Tomoko Maekawa scite author profile

Drosophila transcription factor cubitus interruptus (Ci) and its co-activator CRE (cAMP response element)-binding protein (CBP) activate a group of target genes on the anterior-posterior border in response to hedgehog protein (Hh) signaling. In the anterior region, in contrast, the carboxyl-truncated form of Ci generated by protein processing represses Hh expression. In vertebrates, three Ci-related transcription factors (glioblastoma gene products (GLIs) 1, 2, and 3) were identified, but their functional difference in Hh signal transduction is unknown. Here, we report distinct roles for GLI1 and GLI3 in Sonic hedgehog (Shh) signaling. GLI3 containing both repression and activation domains acts both as an activator and a repressor, as does Ci, whereas GLI1 contains only the activation domain. Consistent with this, GLI3, but not GLI1, is processed to generate the repressor form.
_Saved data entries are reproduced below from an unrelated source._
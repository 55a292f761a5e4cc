use std::collections::BTreeSet;

use petgraph::algo::{is_cyclic_directed, tarjan_scc};
use proptest::prelude::*;

use sccdag_core::{Adjacency, Metrics, WeightedAdjacency};
use sccdag_graph::{condense, is_topological_order, kahn, run, tarjan};

#[path = "generators.rs"]
mod generators;
use generators::*;

fn partition_of(members: impl Iterator<Item = Vec<usize>>) -> BTreeSet<Vec<usize>> {
    members
        .map(|mut m| {
            m.sort_unstable();
            m
        })
        .collect()
}

proptest! {
    #![proptest_config(proptest::test_runner::Config::with_cases(256))]

    // SCC partition agrees with petgraph's Tarjan.
    #[test]
    fn scc_matches_petgraph(raw in arb_graph(40)) {
        let g = raw.build();
        let mut m = Metrics::new();
        let ours = tarjan(&g, &mut m);
        let theirs = tarjan_scc(&raw.to_petgraph(true));

        let ours = partition_of(ours.iter().map(|c| c.members.clone()));
        let theirs = partition_of(
            theirs.into_iter().map(|c| c.into_iter().map(|n| n.index()).collect()),
        );
        prop_assert_eq!(ours, theirs);
        prop_assert_eq!(m.dfs_ops(), u64::try_from(raw.n).expect("small"));
    }

    #[test]
    fn condensation_is_acyclic(raw in arb_graph(40)) {
        let g = raw.build();
        let components = tarjan(&g, &mut Metrics::new());
        let condensed = condense(&g, &components);

        let mut dag = petgraph::graph::DiGraph::<(), ()>::new();
        let nodes: Vec<_> = (0..condensed.node_count()).map(|_| dag.add_node(())).collect();
        for (a, b, _) in condensed.edges() {
            prop_assert_ne!(a, b);
            dag.add_edge(nodes[a], nodes[b], ());
        }
        prop_assert!(!is_cyclic_directed(&dag));
    }

    #[test]
    fn all_singletons_iff_acyclic_without_self_loops(raw in arb_graph(30)) {
        let g = raw.build();
        let components = tarjan(&g, &mut Metrics::new());
        let acyclic = !is_cyclic_directed(&raw.to_petgraph(false));
        prop_assert_eq!(components.len() == raw.n, acyclic);
    }

    #[test]
    fn order_respects_every_condensed_edge(raw in arb_graph(40)) {
        let out = run(&raw.build(), None).expect("pipeline runs");
        prop_assert!(is_topological_order(&out.condensed, &out.order));
        prop_assert_eq!(out.vertex_order.len(), raw.n);
    }

    #[test]
    fn kahn_orders_any_dag(raw in arb_dag(40)) {
        let g = raw.build();
        let order = kahn(&g, &mut Metrics::new()).expect("generated graph is acyclic");
        prop_assert!(is_topological_order(&g, &order));
    }

    #[test]
    fn shortest_distances_are_tight(raw in arb_graph(30)) {
        let out = run(&raw.build(), None).expect("pipeline runs");
        let cg = &out.condensed;
        let sp = &out.shortest;
        let src = out.source_component.expect("non-empty graph");

        for a in 0..cg.node_count() {
            let Some(da) = sp.distance(a) else { continue };
            for (b, w) in cg.out_edges(a) {
                prop_assert!(sp.dist[b] <= da + w);
            }
        }
        // Every reachable non-source node is achieved through some edge.
        for b in 0..cg.node_count() {
            if b == src || !sp.is_reachable(b) {
                continue;
            }
            let achieved = (0..cg.node_count()).any(|a| {
                sp.distance(a).is_some_and(|da| cg.out_edges(a).any(|(to, w)| to == b && da + w == sp.dist[b]))
            });
            prop_assert!(achieved, "node {} has no tight in-edge", b);
        }
    }

    #[test]
    fn longest_distances_dominate_and_critical_path_sums(raw in arb_graph(30)) {
        let out = run(&raw.build(), None).expect("pipeline runs");
        let cg = &out.condensed;
        let lp = &out.longest;

        for a in 0..cg.node_count() {
            let Some(da) = lp.distance(a) else { continue };
            for (b, w) in cg.out_edges(a) {
                prop_assert!(lp.dist[b] >= da + w);
            }
        }

        let critical = out.critical.as_ref().expect("source is reachable");
        let summed: i64 = critical
            .nodes
            .windows(2)
            .map(|p| cg.weight(p[0], p[1]).expect("path follows condensed edges"))
            .sum();
        prop_assert_eq!(summed, critical.length);
        prop_assert_eq!(critical.length, out.record.longest_max);
        prop_assert_eq!(critical.nodes.first().copied(), out.source_component);
    }

    #[test]
    fn pipeline_is_deterministic(raw in arb_graph(30)) {
        let g = raw.build();
        let a = run(&g, None).expect("pipeline runs");
        let b = run(&g, None).expect("pipeline runs");
        prop_assert_eq!(a.components, b.components);
        prop_assert_eq!(a.order, b.order);
        prop_assert_eq!(a.shortest, b.shortest);
        prop_assert_eq!(a.longest, b.longest);
        prop_assert_eq!(a.critical, b.critical);
    }
}
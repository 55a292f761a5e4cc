use anyhow::Result;
use clap::Args;
use clap_complete::{Shell, generate};

/// Arguments for `sccdag completions`.
#[derive(Args, Debug)]
pub struct CompletionsArgs {
    /// Target shell for completion script generation.
    #[arg(value_enum)]
    pub shell: Shell,
}

/// Generate a shell completion script on stdout.
///
/// # Errors
///
/// Returns an error if writing to stdout fails.
pub fn run_completions(shell: Shell, command: &mut clap::Command) -> Result<()> {
    let mut out = std::io::stdout();
    generate(shell, command, "sccdag", &mut out);
    Ok(())
}
//! Directed graph model shared by every pipeline stage.
//!
//! # Overview
//!
//! A [`Graph`] is built once from a vertex count and a flat edge list and is
//! immutable afterwards. It keeps two views of the same edges:
//!
//! - the flat [`Edge`] list in input order, and
//! - a per-vertex adjacency list (the order in which edges were supplied for
//!   that source vertex), used by every traversal.
//!
//! ## Weights
//!
//! A supplied weight of `0` means "unspecified" and is stored as
//! [`DEFAULT_WEIGHT`]. Weights are `i64` and bounded by [`weight_limit`]:
//! a simple path has fewer than `n` edges, so no path sum can overflow.
//!
//! ## Traversal traits
//!
//! Stages that only need successor lists take any [`Adjacency`]; stages that
//! need weights take any [`WeightedAdjacency`]. Both the input [`Graph`] and
//! the condensed graphs built downstream implement them, so the scheduler and
//! the path solver run unchanged on either.

#![allow(clippy::module_name_repetitions)]

use serde::Serialize;

use crate::error::GraphError;

/// Weight stored for edges supplied with weight `0`.
pub const DEFAULT_WEIGHT: i64 = 1;

/// Map a supplied weight to the stored weight (`0` becomes [`DEFAULT_WEIGHT`]).
#[must_use]
pub const fn normalize_weight(weight: i64) -> i64 {
    if weight == 0 { DEFAULT_WEIGHT } else { weight }
}

/// Largest weight magnitude accepted for a graph with `vertices` nodes.
#[must_use]
pub fn weight_limit(vertices: usize) -> i64 {
    i64::MAX / i64::try_from(vertices.max(1)).unwrap_or(i64::MAX)
}

// ---------------------------------------------------------------------------
// Traversal traits
// ---------------------------------------------------------------------------

/// Read access to the successor lists of a directed graph with nodes
/// `0..node_count()`.
pub trait Adjacency {
    /// Number of nodes.
    fn node_count(&self) -> usize;

    /// Successors of `node`, in adjacency-list order.
    fn successors(&self, node: usize) -> impl Iterator<Item = usize> + '_;
}

/// Read access to weighted outgoing edges.
pub trait WeightedAdjacency: Adjacency {
    /// Outgoing `(target, weight)` pairs of `node`, in adjacency-list order.
    fn out_edges(&self, node: usize) -> impl Iterator<Item = (usize, i64)> + '_;
}

// ---------------------------------------------------------------------------
// Graph
// ---------------------------------------------------------------------------

/// A validated directed edge.
#[derive(Debug, Clone, Copy, PartialEq, Eq, Hash, Serialize)]
pub struct Edge {
    pub from: usize,
    pub to: usize,
    pub weight: i64,
}

/// The input graph: `vertices` nodes and a directed, weighted edge list.
///
/// Parallel edges and self-loops are kept as supplied; the condensation stage
/// is responsible for merging and dropping them.
#[derive(Debug, Clone, PartialEq, Eq)]
pub struct Graph {
    edges: Vec<Edge>,
    adjacency: Vec<Vec<(usize, i64)>>,
}

impl Graph {
    /// Build a graph from `(from, to, weight)` triples.
    ///
    /// Endpoints are signed so that negative indices coming from external
    /// input are reported like any other out-of-range index.
    ///
    /// # Errors
    ///
    /// Returns [`GraphError::EdgeOutOfRange`] for the first edge whose
    /// endpoints are not both in `[0, vertices)`, and
    /// [`GraphError::WeightOutOfRange`] for the first edge whose weight
    /// magnitude exceeds [`weight_limit`].
    pub fn new(
        vertices: usize,
        edges: impl IntoIterator<Item = (i64, i64, i64)>,
    ) -> Result<Self, GraphError> {
        let mut adjacency = vec![Vec::new(); vertices];
        let mut validated = Vec::new();
        let limit = weight_limit(vertices);

        for (index, (from, to, weight)) in edges.into_iter().enumerate() {
            let (Some(u), Some(v)) = (checked_vertex(from, vertices), checked_vertex(to, vertices))
            else {
                return Err(GraphError::EdgeOutOfRange {
                    index,
                    from,
                    to,
                    vertices,
                });
            };
            let weight = normalize_weight(weight);
            if weight.unsigned_abs() > limit.unsigned_abs() {
                return Err(GraphError::WeightOutOfRange {
                    index,
                    weight,
                    limit,
                });
            }
            adjacency[u].push((v, weight));
            validated.push(Edge {
                from: u,
                to: v,
                weight,
            });
        }

        Ok(Self {
            edges: validated,
            adjacency,
        })
    }

    /// Build a graph with every edge at [`DEFAULT_WEIGHT`].
    ///
    /// # Errors
    ///
    /// Same as [`Graph::new`].
    pub fn unweighted(
        vertices: usize,
        edges: impl IntoIterator<Item = (i64, i64)>,
    ) -> Result<Self, GraphError> {
        Self::new(
            vertices,
            edges
                .into_iter()
                .map(|(from, to)| (from, to, DEFAULT_WEIGHT)),
        )
    }

    /// Number of vertices.
    #[must_use]
    pub fn vertex_count(&self) -> usize {
        self.adjacency.len()
    }

    /// Number of edges as supplied (parallel edges and self-loops included).
    #[must_use]
    pub fn edge_count(&self) -> usize {
        self.edges.len()
    }

    /// Return `true` if the graph has no vertices.
    #[must_use]
    pub fn is_empty(&self) -> bool {
        self.adjacency.is_empty()
    }

    /// All edges in input order.
    #[must_use]
    pub fn edges(&self) -> &[Edge] {
        &self.edges
    }

    /// Check that `vertex` can be used as a path source.
    ///
    /// # Errors
    ///
    /// Returns [`GraphError::SourceOutOfRange`] if `vertex` is not in
    /// `[0, vertex_count())`.
    pub fn check_source(&self, vertex: i64) -> Result<usize, GraphError> {
        checked_vertex(vertex, self.vertex_count()).ok_or(GraphError::SourceOutOfRange {
            vertex,
            vertices: self.vertex_count(),
        })
    }
}

impl Adjacency for Graph {
    fn node_count(&self) -> usize {
        self.adjacency.len()
    }

    fn successors(&self, node: usize) -> impl Iterator<Item = usize> + '_ {
        self.adjacency[node].iter().map(|&(to, _)| to)
    }
}

impl WeightedAdjacency for Graph {
    fn out_edges(&self, node: usize) -> impl Iterator<Item = (usize, i64)> + '_ {
        self.adjacency[node].iter().copied()
    }
}

fn checked_vertex(vertex: i64, vertices: usize) -> Option<usize> {
    usize::try_from(vertex).ok().filter(|&v| v < vertices)
}

// ---------------------------------------------------------------------------
// Digraph
// ---------------------------------------------------------------------------

/// A plain unweighted directed graph given by its successor lists.
#[derive(Debug, Clone, Default, PartialEq, Eq, Serialize)]
pub struct Digraph {
    adjacency: Vec<Vec<usize>>,
}

impl Digraph {
    /// Wrap successor lists. Every target must be below `adjacency.len()`;
    /// the stages that build a `Digraph` guarantee this by construction.
    #[must_use]
    pub const fn from_adjacency(adjacency: Vec<Vec<usize>>) -> Self {
        Self { adjacency }
    }

    /// Number of edges.
    #[must_use]
    pub fn edge_count(&self) -> usize {
        self.adjacency.iter().map(Vec::len).sum()
    }
}

impl Adjacency for Digraph {
    fn node_count(&self) -> usize {
        self.adjacency.len()
    }

    fn successors(&self, node: usize) -> impl Iterator<Item = usize> + '_ {
        self.adjacency[node].iter().copied()
    }
}

// ---------------------------------------------------------------------------
// Tests
// ---------------------------------------------------------------------------

#[cfg(test)]
mod tests {
    use super::*;

    #[test]
    fn zero_weight_is_stored_as_default() {
        let g = Graph::new(2, [(0, 1, 0)]).expect("valid graph");
        assert_eq!(g.edges()[0].weight, DEFAULT_WEIGHT);
        assert_eq!(g.out_edges(0).collect::<Vec<_>>(), vec![(1, 1)]);
    }

    #[test]
    fn non_zero_weights_are_kept_including_negative() {
        let g = Graph::new(3, [(0, 1, 7), (1, 2, -3)]).expect("valid graph");
        let weights: Vec<i64> = g.edges().iter().map(|e| e.weight).collect();
        assert_eq!(weights, vec![7, -3]);
    }

    #[test]
    fn adjacency_keeps_input_order_per_vertex() {
        let g = Graph::unweighted(4, [(0, 3), (1, 2), (0, 1), (0, 2)]).expect("valid graph");
        assert_eq!(g.successors(0).collect::<Vec<_>>(), vec![3, 1, 2]);
        assert_eq!(g.successors(1).collect::<Vec<_>>(), vec![2]);
        assert_eq!(g.successors(3).count(), 0);
    }

    #[test]
    fn parallel_edges_and_self_loops_are_kept() {
        let g = Graph::new(2, [(0, 1, 4), (0, 1, 2), (1, 1, 1)]).expect("valid graph");
        assert_eq!(g.edge_count(), 3);
        assert_eq!(g.successors(1).collect::<Vec<_>>(), vec![1]);
    }

    #[test]
    fn out_of_range_edge_is_rejected_with_its_index() {
        let err = Graph::unweighted(3, [(0, 1), (1, 3)]).expect_err("edge 1 is out of range");
        assert_eq!(
            err,
            GraphError::EdgeOutOfRange {
                index: 1,
                from: 1,
                to: 3,
                vertices: 3,
            }
        );
    }

    #[test]
    fn negative_endpoint_is_rejected() {
        let err = Graph::unweighted(3, [(-1, 0)]).expect_err("negative endpoint");
        assert!(matches!(err, GraphError::EdgeOutOfRange { index: 0, .. }));
    }

    #[test]
    fn empty_graph_has_no_vertices_or_edges() {
        let g = Graph::unweighted(0, []).expect("empty graph is valid");
        assert!(g.is_empty());
        assert_eq!(g.edge_count(), 0);
        assert_eq!(g.node_count(), 0);
    }

    #[test]
    fn any_edge_into_an_empty_graph_is_rejected() {
        assert!(Graph::unweighted(0, [(0, 0)]).is_err());
    }

    #[test]
    fn check_source_bounds() {
        let g = Graph::unweighted(3, [(0, 1)]).expect("valid graph");
        assert_eq!(g.check_source(2), Ok(2));
        assert_eq!(
            g.check_source(3),
            Err(GraphError::SourceOutOfRange {
                vertex: 3,
                vertices: 3
            })
        );
        assert!(g.check_source(-4).is_err());
    }

    #[test]
    fn weights_beyond_the_limit_are_rejected() {
        let limit = weight_limit(4);
        assert_eq!(limit, i64::MAX / 4);
        assert!(Graph::new(4, [(0, 1, limit), (1, 2, -limit)]).is_ok());

        let err = Graph::new(4, [(0, 1, 1), (1, 2, limit + 1)]).expect_err("too heavy");
        assert_eq!(
            err,
            GraphError::WeightOutOfRange {
                index: 1,
                weight: limit + 1,
                limit,
            }
        );
        assert!(!err.is_internal());
        assert!(Graph::new(1, [(0, 0, i64::MIN)]).is_err());
    }

    #[test]
    fn weight_limit_keeps_any_simple_path_in_range() {
        for n in [0_usize, 1, 2, 3, 1000] {
            let limit = i128::from(weight_limit(n));
            let edges = i128::try_from(n.saturating_sub(1)).expect("small n");
            assert!(limit * edges <= i128::from(i64::MAX));
        }
        assert_eq!(weight_limit(0), i64::MAX);
    }

    #[test]
    fn digraph_counts_edges() {
        let d = Digraph::from_adjacency(vec![vec![1, 2], vec![2], vec![]]);
        assert_eq!(d.node_count(), 3);
        assert_eq!(d.edge_count(), 3);
        assert_eq!(d.successors(0).collect::<Vec<_>>(), vec![1, 2]);
    }
}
Transcriptional co-activator CBP binds to GLI3, but not to GLI1. The trans-activating capacity of GLI3 is positively and negatively regulated by Shh and cAMP-dependent protein kinase, respectively, through a specific region of GLI3, which contains the CBP-binding domain and the phosphorylation sites of cAMP-dependent protein kinase. GLI3 directly binds to the Gli1 promoter and induces Gli1 transcription in response to Shh. Thus, GLI3 may act as a mediator of Shh signaling in the activation of the target gene Gli1.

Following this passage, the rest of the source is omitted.